▶ **What is being asked**
Report each line of the entries that contains the word "enumerate", copied in full.

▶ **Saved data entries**
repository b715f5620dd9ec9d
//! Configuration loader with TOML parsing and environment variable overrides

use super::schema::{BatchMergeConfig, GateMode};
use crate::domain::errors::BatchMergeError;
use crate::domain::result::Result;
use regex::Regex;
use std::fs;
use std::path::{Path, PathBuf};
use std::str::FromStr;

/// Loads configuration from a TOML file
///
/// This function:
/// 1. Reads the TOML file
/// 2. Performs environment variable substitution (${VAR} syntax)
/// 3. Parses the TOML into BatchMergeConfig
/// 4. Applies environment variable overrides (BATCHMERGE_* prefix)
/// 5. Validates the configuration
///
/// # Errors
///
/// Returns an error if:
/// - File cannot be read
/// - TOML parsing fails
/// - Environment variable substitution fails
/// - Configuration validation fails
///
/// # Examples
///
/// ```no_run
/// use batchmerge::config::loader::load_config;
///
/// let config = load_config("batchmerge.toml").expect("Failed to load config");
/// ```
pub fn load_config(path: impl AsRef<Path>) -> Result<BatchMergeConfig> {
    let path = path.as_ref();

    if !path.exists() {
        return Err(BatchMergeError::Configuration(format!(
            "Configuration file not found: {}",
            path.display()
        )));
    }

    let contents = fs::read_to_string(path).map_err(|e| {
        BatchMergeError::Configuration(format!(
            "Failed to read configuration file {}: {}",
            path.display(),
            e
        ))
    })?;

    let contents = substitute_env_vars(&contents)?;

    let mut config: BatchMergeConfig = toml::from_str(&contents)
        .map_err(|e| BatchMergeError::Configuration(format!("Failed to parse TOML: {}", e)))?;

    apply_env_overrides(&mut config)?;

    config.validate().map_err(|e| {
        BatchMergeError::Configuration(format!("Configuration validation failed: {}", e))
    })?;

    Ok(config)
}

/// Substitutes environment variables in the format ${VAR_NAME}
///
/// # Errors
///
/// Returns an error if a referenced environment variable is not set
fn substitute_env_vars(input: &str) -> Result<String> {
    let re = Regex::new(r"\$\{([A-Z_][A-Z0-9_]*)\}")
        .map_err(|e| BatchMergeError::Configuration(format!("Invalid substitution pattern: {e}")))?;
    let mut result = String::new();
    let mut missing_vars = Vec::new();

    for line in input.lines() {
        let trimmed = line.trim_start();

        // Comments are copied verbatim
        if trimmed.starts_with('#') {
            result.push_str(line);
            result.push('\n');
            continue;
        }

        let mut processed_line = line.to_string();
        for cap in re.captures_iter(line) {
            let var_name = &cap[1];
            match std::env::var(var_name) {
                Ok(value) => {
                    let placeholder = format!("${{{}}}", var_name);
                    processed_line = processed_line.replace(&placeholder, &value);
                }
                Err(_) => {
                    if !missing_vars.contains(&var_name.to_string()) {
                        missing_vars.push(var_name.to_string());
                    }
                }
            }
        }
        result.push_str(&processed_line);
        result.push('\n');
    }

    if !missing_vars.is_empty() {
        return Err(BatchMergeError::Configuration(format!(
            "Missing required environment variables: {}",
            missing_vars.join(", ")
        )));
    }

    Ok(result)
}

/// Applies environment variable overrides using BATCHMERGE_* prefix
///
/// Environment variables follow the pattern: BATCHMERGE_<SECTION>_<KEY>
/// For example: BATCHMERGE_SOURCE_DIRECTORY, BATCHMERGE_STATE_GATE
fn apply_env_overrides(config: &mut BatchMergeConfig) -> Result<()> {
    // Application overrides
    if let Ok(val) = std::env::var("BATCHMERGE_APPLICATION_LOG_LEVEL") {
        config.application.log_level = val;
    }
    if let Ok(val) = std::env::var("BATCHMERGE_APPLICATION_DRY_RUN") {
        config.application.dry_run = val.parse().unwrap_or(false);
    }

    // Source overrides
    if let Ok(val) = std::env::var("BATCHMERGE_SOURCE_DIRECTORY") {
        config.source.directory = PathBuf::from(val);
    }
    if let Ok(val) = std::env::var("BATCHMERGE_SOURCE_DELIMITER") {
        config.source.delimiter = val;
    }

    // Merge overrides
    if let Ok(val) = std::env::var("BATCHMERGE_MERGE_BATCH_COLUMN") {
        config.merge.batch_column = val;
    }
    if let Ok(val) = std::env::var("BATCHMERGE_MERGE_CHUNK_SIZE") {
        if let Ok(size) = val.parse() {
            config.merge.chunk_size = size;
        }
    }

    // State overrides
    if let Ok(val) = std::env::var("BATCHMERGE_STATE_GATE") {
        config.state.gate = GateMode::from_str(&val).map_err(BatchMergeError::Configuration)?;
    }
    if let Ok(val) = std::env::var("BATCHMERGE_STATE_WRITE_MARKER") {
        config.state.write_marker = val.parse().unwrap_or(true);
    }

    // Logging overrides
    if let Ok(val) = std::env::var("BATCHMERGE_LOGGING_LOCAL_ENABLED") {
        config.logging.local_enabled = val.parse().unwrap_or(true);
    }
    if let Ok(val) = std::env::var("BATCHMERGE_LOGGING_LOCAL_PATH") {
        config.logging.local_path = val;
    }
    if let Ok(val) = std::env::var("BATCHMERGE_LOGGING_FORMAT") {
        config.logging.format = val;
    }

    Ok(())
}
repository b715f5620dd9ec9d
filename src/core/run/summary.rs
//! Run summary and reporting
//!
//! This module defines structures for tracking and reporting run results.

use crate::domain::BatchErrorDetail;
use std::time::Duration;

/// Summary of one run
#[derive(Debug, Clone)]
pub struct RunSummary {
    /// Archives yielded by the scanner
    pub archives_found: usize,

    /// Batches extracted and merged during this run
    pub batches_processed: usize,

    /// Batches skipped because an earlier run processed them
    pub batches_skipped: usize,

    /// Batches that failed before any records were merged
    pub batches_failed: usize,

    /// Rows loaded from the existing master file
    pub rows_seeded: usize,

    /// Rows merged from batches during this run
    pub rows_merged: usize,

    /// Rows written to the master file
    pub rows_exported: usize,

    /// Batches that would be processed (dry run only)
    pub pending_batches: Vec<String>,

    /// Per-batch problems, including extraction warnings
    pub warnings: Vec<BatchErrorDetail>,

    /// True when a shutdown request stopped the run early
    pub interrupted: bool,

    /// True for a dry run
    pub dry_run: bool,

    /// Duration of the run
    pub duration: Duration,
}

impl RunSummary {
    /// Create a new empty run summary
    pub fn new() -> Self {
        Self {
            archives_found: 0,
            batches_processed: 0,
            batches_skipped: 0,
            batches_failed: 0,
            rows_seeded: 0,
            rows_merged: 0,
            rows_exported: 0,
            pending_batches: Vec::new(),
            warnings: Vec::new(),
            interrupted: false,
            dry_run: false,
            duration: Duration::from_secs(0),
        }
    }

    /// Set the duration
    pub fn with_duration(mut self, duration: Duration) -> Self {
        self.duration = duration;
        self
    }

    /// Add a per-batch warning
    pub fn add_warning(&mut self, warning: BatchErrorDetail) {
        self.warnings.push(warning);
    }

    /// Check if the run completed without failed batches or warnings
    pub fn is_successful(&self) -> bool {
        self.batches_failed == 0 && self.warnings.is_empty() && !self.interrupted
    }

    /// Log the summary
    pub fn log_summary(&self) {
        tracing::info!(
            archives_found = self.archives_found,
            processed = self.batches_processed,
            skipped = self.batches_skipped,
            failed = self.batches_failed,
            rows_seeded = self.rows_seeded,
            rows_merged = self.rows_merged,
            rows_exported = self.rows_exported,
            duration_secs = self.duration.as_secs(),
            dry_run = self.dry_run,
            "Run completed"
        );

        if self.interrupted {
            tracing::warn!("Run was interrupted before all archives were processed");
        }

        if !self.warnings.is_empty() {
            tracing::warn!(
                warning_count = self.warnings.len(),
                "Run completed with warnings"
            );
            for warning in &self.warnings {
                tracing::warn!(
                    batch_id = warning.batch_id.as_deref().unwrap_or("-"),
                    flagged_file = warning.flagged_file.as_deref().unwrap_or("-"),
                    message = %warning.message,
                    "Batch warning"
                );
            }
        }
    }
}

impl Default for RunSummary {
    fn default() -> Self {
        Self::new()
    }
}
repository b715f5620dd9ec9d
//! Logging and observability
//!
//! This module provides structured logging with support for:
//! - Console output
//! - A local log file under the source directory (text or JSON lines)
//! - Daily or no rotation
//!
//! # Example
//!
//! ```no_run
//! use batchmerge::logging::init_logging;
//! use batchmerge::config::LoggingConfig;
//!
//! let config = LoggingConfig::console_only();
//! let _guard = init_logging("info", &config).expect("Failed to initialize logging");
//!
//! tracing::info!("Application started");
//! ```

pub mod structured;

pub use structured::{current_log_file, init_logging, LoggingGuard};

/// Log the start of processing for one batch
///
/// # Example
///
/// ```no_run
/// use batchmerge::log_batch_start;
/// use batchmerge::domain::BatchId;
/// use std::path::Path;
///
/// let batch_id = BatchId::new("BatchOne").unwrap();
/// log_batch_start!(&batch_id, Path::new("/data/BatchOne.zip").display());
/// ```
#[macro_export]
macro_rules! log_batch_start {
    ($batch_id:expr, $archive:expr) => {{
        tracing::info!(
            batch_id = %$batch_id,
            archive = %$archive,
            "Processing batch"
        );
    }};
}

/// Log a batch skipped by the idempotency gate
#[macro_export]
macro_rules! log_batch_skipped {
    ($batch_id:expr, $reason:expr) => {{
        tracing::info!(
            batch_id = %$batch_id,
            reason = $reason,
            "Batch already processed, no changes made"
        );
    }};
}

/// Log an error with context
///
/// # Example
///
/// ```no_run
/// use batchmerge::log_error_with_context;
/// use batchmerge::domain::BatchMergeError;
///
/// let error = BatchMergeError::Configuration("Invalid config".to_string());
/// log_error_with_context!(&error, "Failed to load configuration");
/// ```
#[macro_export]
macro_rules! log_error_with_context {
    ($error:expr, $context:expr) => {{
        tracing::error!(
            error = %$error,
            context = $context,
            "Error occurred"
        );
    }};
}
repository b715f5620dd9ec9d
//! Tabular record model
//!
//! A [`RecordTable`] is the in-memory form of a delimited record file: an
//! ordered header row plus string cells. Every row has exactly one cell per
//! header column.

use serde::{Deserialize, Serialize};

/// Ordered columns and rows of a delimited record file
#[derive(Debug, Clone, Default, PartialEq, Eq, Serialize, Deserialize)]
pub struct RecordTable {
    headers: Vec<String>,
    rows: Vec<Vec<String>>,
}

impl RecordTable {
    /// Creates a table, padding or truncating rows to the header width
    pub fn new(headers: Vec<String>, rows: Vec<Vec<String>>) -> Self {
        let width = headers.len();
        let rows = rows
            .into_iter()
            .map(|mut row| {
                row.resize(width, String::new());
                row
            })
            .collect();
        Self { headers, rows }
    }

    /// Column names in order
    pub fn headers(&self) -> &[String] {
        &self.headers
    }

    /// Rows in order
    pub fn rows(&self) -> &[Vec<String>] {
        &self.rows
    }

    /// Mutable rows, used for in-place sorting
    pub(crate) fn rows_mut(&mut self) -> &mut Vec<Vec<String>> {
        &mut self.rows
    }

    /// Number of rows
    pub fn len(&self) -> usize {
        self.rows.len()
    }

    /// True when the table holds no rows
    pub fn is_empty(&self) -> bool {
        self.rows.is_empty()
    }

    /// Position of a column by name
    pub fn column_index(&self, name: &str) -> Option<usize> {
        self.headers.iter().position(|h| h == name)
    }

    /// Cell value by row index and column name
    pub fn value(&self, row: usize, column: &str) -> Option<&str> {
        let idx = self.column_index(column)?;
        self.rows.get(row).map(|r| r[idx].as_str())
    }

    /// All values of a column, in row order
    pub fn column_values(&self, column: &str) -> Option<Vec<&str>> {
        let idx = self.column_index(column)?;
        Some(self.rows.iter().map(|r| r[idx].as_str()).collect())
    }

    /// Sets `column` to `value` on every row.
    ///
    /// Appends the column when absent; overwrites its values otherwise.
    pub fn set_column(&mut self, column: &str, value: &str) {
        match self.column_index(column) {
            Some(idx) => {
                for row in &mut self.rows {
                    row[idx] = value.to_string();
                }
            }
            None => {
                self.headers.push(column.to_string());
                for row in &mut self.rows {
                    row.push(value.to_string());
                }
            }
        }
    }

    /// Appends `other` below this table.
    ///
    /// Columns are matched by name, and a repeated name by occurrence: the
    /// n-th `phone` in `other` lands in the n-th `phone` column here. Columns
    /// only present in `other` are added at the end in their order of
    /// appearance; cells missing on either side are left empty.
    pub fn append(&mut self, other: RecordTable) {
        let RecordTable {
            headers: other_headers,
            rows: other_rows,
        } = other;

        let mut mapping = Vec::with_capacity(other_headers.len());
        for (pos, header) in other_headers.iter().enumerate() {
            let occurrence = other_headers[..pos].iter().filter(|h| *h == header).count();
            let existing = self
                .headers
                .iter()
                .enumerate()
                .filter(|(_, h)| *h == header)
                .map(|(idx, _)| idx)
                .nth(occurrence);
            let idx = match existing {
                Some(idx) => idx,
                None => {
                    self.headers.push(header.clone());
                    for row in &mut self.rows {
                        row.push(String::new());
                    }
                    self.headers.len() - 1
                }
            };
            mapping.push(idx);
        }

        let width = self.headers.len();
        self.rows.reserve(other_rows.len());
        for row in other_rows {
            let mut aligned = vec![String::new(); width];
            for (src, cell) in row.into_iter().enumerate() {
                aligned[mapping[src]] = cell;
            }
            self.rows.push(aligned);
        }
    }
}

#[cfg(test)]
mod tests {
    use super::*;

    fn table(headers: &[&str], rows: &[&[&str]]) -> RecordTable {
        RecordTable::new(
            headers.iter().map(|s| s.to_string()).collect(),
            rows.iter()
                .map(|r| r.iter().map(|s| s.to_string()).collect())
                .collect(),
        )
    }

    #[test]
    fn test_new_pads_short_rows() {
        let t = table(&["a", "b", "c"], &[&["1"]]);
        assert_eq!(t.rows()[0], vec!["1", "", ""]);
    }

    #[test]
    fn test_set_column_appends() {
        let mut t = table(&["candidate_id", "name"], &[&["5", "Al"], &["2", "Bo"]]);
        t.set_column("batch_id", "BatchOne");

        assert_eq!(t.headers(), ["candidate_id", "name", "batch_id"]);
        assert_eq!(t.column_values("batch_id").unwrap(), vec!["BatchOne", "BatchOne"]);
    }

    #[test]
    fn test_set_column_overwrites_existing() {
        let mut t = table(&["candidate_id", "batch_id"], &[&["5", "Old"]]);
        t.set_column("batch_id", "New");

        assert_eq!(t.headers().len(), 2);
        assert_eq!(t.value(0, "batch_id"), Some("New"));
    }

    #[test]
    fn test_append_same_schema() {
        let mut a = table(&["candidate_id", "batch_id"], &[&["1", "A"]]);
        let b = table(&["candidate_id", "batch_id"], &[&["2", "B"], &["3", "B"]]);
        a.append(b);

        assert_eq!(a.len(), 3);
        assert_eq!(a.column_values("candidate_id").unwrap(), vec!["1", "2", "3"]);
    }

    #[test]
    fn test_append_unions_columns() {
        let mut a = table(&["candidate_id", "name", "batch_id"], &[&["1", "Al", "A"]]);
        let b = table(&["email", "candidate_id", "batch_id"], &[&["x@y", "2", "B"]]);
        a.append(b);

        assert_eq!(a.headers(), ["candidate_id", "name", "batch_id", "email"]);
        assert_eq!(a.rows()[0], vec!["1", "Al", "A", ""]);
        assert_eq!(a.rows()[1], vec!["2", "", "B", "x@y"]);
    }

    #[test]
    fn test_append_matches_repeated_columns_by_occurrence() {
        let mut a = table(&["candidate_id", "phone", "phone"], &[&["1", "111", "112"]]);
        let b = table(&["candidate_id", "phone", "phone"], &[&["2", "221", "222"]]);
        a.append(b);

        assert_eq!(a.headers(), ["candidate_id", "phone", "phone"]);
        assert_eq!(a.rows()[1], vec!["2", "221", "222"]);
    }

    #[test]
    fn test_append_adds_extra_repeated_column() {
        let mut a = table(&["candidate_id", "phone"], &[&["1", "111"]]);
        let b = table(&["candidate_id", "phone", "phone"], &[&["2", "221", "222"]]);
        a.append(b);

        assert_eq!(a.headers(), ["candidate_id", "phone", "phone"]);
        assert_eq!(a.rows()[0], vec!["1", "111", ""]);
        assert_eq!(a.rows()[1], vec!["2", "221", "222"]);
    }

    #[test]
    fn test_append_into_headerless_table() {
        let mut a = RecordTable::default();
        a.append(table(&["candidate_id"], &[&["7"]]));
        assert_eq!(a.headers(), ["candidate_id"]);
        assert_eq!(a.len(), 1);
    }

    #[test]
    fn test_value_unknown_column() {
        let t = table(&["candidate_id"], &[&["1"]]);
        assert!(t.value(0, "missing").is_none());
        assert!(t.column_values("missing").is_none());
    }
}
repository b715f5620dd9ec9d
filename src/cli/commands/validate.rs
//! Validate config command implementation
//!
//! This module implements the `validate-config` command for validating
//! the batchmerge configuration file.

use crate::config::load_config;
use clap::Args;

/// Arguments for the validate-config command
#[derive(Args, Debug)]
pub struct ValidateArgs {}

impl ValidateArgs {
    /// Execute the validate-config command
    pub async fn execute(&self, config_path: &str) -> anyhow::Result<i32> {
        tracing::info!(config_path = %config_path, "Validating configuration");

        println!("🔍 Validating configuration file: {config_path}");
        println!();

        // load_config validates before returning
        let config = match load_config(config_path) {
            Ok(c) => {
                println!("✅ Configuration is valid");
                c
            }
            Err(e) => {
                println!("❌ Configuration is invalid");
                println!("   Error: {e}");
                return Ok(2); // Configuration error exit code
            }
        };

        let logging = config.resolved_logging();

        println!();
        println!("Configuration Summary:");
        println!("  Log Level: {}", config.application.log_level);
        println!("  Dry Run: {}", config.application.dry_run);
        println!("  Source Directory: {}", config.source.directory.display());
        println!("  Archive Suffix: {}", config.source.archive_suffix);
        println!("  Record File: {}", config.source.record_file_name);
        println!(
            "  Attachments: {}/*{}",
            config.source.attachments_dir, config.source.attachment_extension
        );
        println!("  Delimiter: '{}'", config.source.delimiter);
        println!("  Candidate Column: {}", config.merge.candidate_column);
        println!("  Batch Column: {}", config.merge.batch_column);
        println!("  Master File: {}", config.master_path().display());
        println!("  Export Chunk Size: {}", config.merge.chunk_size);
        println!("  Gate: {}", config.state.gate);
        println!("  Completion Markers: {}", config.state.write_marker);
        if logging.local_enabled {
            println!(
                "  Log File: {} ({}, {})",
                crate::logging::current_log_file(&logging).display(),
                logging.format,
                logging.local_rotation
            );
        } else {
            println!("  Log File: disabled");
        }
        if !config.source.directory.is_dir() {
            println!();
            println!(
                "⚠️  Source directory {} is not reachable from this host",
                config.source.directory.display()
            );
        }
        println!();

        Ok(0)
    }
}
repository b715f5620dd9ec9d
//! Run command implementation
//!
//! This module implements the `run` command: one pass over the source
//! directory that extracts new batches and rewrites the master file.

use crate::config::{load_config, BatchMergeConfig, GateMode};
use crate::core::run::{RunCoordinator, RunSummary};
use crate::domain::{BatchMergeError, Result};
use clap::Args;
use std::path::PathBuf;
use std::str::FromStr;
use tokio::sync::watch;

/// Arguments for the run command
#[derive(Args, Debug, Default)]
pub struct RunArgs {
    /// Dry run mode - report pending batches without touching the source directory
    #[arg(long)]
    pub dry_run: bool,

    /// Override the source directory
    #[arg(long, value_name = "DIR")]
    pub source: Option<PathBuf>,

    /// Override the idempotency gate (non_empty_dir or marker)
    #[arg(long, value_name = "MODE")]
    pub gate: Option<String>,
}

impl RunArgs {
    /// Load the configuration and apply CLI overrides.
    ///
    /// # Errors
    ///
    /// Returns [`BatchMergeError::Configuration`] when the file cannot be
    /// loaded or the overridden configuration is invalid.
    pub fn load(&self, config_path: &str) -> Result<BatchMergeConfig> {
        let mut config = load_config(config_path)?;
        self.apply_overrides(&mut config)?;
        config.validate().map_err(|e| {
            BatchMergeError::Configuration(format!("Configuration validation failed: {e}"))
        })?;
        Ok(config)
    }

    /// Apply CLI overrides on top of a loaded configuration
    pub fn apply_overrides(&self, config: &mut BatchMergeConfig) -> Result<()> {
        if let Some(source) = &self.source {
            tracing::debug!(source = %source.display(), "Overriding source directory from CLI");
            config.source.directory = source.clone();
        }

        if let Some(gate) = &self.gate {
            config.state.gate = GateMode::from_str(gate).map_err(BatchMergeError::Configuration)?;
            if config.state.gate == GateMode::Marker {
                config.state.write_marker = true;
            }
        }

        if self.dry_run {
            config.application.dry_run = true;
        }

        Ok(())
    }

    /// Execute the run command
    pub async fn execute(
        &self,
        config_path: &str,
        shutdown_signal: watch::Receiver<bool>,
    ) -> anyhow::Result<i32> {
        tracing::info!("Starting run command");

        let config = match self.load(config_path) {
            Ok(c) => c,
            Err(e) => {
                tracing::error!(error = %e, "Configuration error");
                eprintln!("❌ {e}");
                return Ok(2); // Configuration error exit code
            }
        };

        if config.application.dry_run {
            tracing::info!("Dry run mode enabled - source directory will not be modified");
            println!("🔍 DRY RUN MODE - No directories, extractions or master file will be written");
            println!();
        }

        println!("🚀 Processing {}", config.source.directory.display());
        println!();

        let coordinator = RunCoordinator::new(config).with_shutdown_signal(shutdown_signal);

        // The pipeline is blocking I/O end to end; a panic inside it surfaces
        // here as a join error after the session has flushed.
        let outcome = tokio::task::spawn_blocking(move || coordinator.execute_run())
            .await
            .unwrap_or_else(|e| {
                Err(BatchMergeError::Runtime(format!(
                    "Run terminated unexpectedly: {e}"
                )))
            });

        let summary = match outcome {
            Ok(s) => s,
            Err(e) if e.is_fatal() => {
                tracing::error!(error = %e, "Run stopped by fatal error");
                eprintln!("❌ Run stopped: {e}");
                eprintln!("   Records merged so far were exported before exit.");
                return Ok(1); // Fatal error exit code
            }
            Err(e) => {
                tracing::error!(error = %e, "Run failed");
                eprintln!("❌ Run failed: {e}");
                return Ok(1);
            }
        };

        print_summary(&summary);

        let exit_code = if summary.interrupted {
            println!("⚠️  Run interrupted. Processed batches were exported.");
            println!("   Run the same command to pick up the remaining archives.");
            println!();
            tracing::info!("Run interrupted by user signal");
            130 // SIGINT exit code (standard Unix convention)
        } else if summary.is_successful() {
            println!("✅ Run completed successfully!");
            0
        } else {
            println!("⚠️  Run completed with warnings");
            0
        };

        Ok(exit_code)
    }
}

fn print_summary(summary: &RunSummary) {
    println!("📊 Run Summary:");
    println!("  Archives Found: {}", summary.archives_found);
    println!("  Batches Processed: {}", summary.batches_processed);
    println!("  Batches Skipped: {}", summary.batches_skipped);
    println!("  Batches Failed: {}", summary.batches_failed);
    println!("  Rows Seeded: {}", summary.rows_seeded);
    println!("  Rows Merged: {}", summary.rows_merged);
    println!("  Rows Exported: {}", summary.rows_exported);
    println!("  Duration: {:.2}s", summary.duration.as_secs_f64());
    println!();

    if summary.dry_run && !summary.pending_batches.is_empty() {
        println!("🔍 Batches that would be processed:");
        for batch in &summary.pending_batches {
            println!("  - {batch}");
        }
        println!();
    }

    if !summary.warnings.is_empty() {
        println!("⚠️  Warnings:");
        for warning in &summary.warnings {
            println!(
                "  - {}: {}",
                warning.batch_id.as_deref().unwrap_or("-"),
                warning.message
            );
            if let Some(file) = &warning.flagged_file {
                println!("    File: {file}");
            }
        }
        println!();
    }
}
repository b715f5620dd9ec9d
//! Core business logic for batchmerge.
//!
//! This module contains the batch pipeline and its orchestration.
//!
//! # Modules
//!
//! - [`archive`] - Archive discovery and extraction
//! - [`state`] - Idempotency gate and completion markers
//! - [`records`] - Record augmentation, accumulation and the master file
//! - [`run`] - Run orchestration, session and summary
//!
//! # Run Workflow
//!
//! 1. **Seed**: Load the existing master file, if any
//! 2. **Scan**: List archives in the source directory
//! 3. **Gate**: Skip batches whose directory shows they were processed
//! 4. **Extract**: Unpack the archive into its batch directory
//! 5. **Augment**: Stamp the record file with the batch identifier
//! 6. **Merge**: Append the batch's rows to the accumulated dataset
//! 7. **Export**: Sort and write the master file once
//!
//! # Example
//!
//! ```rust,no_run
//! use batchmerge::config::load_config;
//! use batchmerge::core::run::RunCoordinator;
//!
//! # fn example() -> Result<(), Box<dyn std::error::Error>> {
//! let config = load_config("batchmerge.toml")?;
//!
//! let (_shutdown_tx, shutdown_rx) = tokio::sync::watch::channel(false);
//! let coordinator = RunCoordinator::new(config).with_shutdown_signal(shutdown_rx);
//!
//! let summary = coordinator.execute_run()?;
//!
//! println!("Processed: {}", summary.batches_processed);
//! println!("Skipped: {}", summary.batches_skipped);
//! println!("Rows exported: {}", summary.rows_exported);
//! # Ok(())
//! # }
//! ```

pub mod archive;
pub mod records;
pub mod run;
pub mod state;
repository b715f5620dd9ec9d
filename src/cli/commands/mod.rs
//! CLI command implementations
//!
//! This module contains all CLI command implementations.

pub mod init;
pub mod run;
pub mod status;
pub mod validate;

▶ **Output below**
        for (pos, header) in other_headers.iter().enumerate() {
                .enumerate()
            for (src, cell) in row.into_iter().enumerate() {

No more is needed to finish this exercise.